Being honest with our clients does not bring any advantages for us, as OATH was a big part of our turnover and GOOZE future is uncertain. But we prefer to live poor and honestly than pretend that some security device are secure. In reality, OATH tokens should always be used as a PIN code in combination with a strong password. But if we consider the poor protection of OATH, it is really like using only password.
An OATH device is not a real security device.
Now, some more history:
After World War 2, the United-Kindom captured all Enigma devices and shipped it to its dominions. At that time, nobody was aware that the Enigma code had been broken during the war. This enabled the United-Kingdom to read encrypted messages from the Common Wealth. Of course, with OATH, we are not on the same level.
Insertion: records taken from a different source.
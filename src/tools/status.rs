//! FLX Status Tool
//!
//! Provides runtime status information about the FLX service.

use serde::Serialize;
use std::time::Instant;
use sysinfo::{Pid, ProcessesToUpdate, System};

use crate::build_info::BuildInfo;

/// Label scan extraction instructions for AI assistants
pub const SCAN_INSTRUCTIONS: &str = r#"
# FLX Label Scan Extraction Instructions

This guide explains how to turn a food-label scan into clean nutrient data
using the Food Label Extractor (FLX) tools.

## Overview

FLX consumes the OCR output of a scanned nutrition label (a "scan result")
and produces a normalized nutrient list: one entry per attribute, in the
label's visual order, with units corrected against each attribute's
supported set. FLX does not run OCR itself - the host's vision pipeline
supplies the scan result JSON.

## Scan Result Shape

A scan result contains:
- `rows`: one entry per detected nutrient line. Each row has an
  `attribute` (e.g. "energy", "fat"), an optional `attribute_text`
  (the OCR text and box the attribute name was read from), and up to two
  candidate values `value1`/`value2` - one per label column.
- `header1`/`header2` (optional): the column header texts, e.g.
  "Per 100g" and "Per Serving".
- `panel_box` (optional): the bounds of the nutrition facts table. When
  absent, FLX derives bounds from the rows that carry values.

## Typical Workflow

1. Call `best_column` with the scan to see which column is most likely
   the primary one (more populated rows win; larger values break ties).
2. Call `extract_nutrients` with the scan and the chosen column (or omit
   `column` to accept the best-column default).
3. Present the returned nutrients to the user for confirmation. Every
   entry starts with `confirmed: false`.
4. When the user has already filled in some attributes by hand, pass
   their names in `ignoring` on the next extraction so they are not
   overwritten.

## Extraction Guarantees

- No duplicate attributes: the first detection of an attribute wins.
- Energy always leads the list when present and not ignored.
- Carbohydrate, fat, and protein are always present (empty placeholders
  when the scan had no value for them) unless ignored.
- A detected unit an attribute cannot carry is reset to the attribute's
  default unit. Percentage units are legal only for minerals and
  vitamins.
- Value-less rows whose text lies outside the nutrition panel are
  dropped as OCR noise; value-less rows inside it are kept as empty
  entries.

## Fallback Column Values

Set `include_fallback: true` to borrow the opposite column's value for
rows missing one in the requested column. Use this for single-column
labels that OCR occasionally splits into two, not for genuine two-column
labels - there it silently mixes per-100g and per-serving numbers.

## Parsing Raw Lines

`parse_value_text` detects every number+unit token in a raw OCR string
("Energy 1046kJ / 250 kcal" yields both values). Use it when the vision
pipeline hands you unsplit candidate lines. `list_attributes` returns the
full attribute table (group, default unit, supported units) when you need
to validate or explain unit handling.
"#;

/// Runtime status of the FLX service
#[derive(Debug, Clone, Serialize)]
pub struct FlxStatus {
    /// Build information
    pub build_number: u64,
    pub build_timestamp: &'static str,
    pub version: &'static str,

    /// Process information
    pub started_at: String,
    pub uptime_seconds: u64,
    pub process_id: u32,
    pub memory_usage_bytes: u64,

    /// Work counters
    pub extractions_performed: u64,
}

/// Status tracker for collecting runtime information
pub struct StatusTracker {
    start_time: Instant,
    started_at: String,
    extractions: u64,
}

impl StatusTracker {
    /// Create a new status tracker
    pub fn new() -> Self {
        Self {
            start_time: Instant::now(),
            started_at: chrono::Utc::now().format("%Y-%m-%dT%H:%M:%SZ").to_string(),
            extractions: 0,
        }
    }

    /// Record one completed extraction
    pub fn record_extraction(&mut self) {
        self.extractions += 1;
    }

    /// Get the current status
    pub fn get_status(&self) -> FlxStatus {
        let build_info = BuildInfo::current();

        // Get process info
        let pid = std::process::id();
        let mut sys = System::new();
        sys.refresh_processes(ProcessesToUpdate::Some(&[Pid::from_u32(pid)]));

        let memory_usage_bytes = sys
            .process(Pid::from_u32(pid))
            .map(|p| p.memory())
            .unwrap_or(0);

        FlxStatus {
            build_number: build_info.build_number,
            build_timestamp: build_info.build_timestamp,
            version: build_info.version,
            started_at: self.started_at.clone(),
            uptime_seconds: self.start_time.elapsed().as_secs(),
            process_id: pid,
            memory_usage_bytes,
            extractions_performed: self.extractions,
        }
    }
}

impl Default for StatusTracker {
    fn default() -> Self {
        Self::new()
    }
}
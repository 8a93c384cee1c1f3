//! MCP server module
//!
//! rmcp service wiring for the FLX tools.

pub mod server;

pub use server::FlxService;
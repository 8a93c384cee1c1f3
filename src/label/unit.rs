//! Nutrient unit types and conversion constants
//!
//! Units a nutrition label can attach to a value, with scale factors for
//! comparing values across units.

use rmcp::schemars;
use serde::{Deserialize, Serialize};

/// A unit attached to a nutrient value on a food label
#[derive(Debug, Clone, Copy, PartialEq, Eq, Hash, Serialize, Deserialize, schemars::JsonSchema)]
pub enum NutrientUnit {
    #[serde(rename = "kcal")]
    Kcal,
    #[serde(rename = "kj")]
    Kj,
    #[serde(rename = "g")]
    G,
    #[serde(rename = "mg")]
    Mg,
    #[serde(rename = "mcg")]
    Mcg,
    #[serde(rename = "%")]
    Percent,
    #[serde(rename = "iu")]
    Iu,
}

// ============================================================================
// Conversion Constants
// ============================================================================

/// Kilocalories per kilojoule
pub const KCAL_PER_KJ: f64 = 1.0 / 4.184;

/// Grams per milligram
pub const G_PER_MG: f64 = 0.001;
/// Grams per microgram
pub const G_PER_MCG: f64 = 0.000001;

impl NutrientUnit {
    /// Display string as printed on labels
    pub fn as_str(&self) -> &'static str {
        match self {
            NutrientUnit::Kcal => "kcal",
            NutrientUnit::Kj => "kJ",
            NutrientUnit::G => "g",
            NutrientUnit::Mg => "mg",
            NutrientUnit::Mcg => "mcg",
            NutrientUnit::Percent => "%",
            NutrientUnit::Iu => "IU",
        }
    }

    /// Parse a unit token as OCR'd from a label
    pub fn from_str(s: &str) -> Option<Self> {
        let lower = s.to_lowercase();
        match lower.trim() {
            "kcal" | "cal" | "calories" | "kcals" => Some(NutrientUnit::Kcal),
            "kj" | "kilojoules" => Some(NutrientUnit::Kj),
            "g" | "gram" | "grams" => Some(NutrientUnit::G),
            "mg" | "milligram" | "milligrams" => Some(NutrientUnit::Mg),
            "mcg" | "ug" | "µg" | "microgram" | "micrograms" => Some(NutrientUnit::Mcg),
            "%" | "percent" => Some(NutrientUnit::Percent),
            "iu" => Some(NutrientUnit::Iu),
            _ => None,
        }
    }

    /// Whether this is an energy unit (kcal or kJ)
    pub fn is_energy(&self) -> bool {
        matches!(self, NutrientUnit::Kcal | NutrientUnit::Kj)
    }

    /// Scale factor to grams for mass units
    ///
    /// Returns None for energy, percent, and IU.
    pub fn grams_scale(&self) -> Option<f64> {
        match self {
            NutrientUnit::G => Some(1.0),
            NutrientUnit::Mg => Some(G_PER_MG),
            NutrientUnit::Mcg => Some(G_PER_MCG),
            _ => None,
        }
    }

    /// Scale factor to kilocalories for energy units
    ///
    /// Returns None for non-energy units.
    pub fn kcal_scale(&self) -> Option<f64> {
        match self {
            NutrientUnit::Kcal => Some(1.0),
            NutrientUnit::Kj => Some(KCAL_PER_KJ),
            _ => None,
        }
    }
}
But we should remind that the weak link of crytography is the belief that some device or cryptographic algorithm is strong when it is actually very weak.
In cryptography, most weaknesses are either secret perimeter or human belief. In the case of OATH, we are worried that GOOZE customers might believe that OATH is STRONG when it is actually WEAK. This kind of human misunderstanding is the reason why we are actually stopping releasing OATH tokens.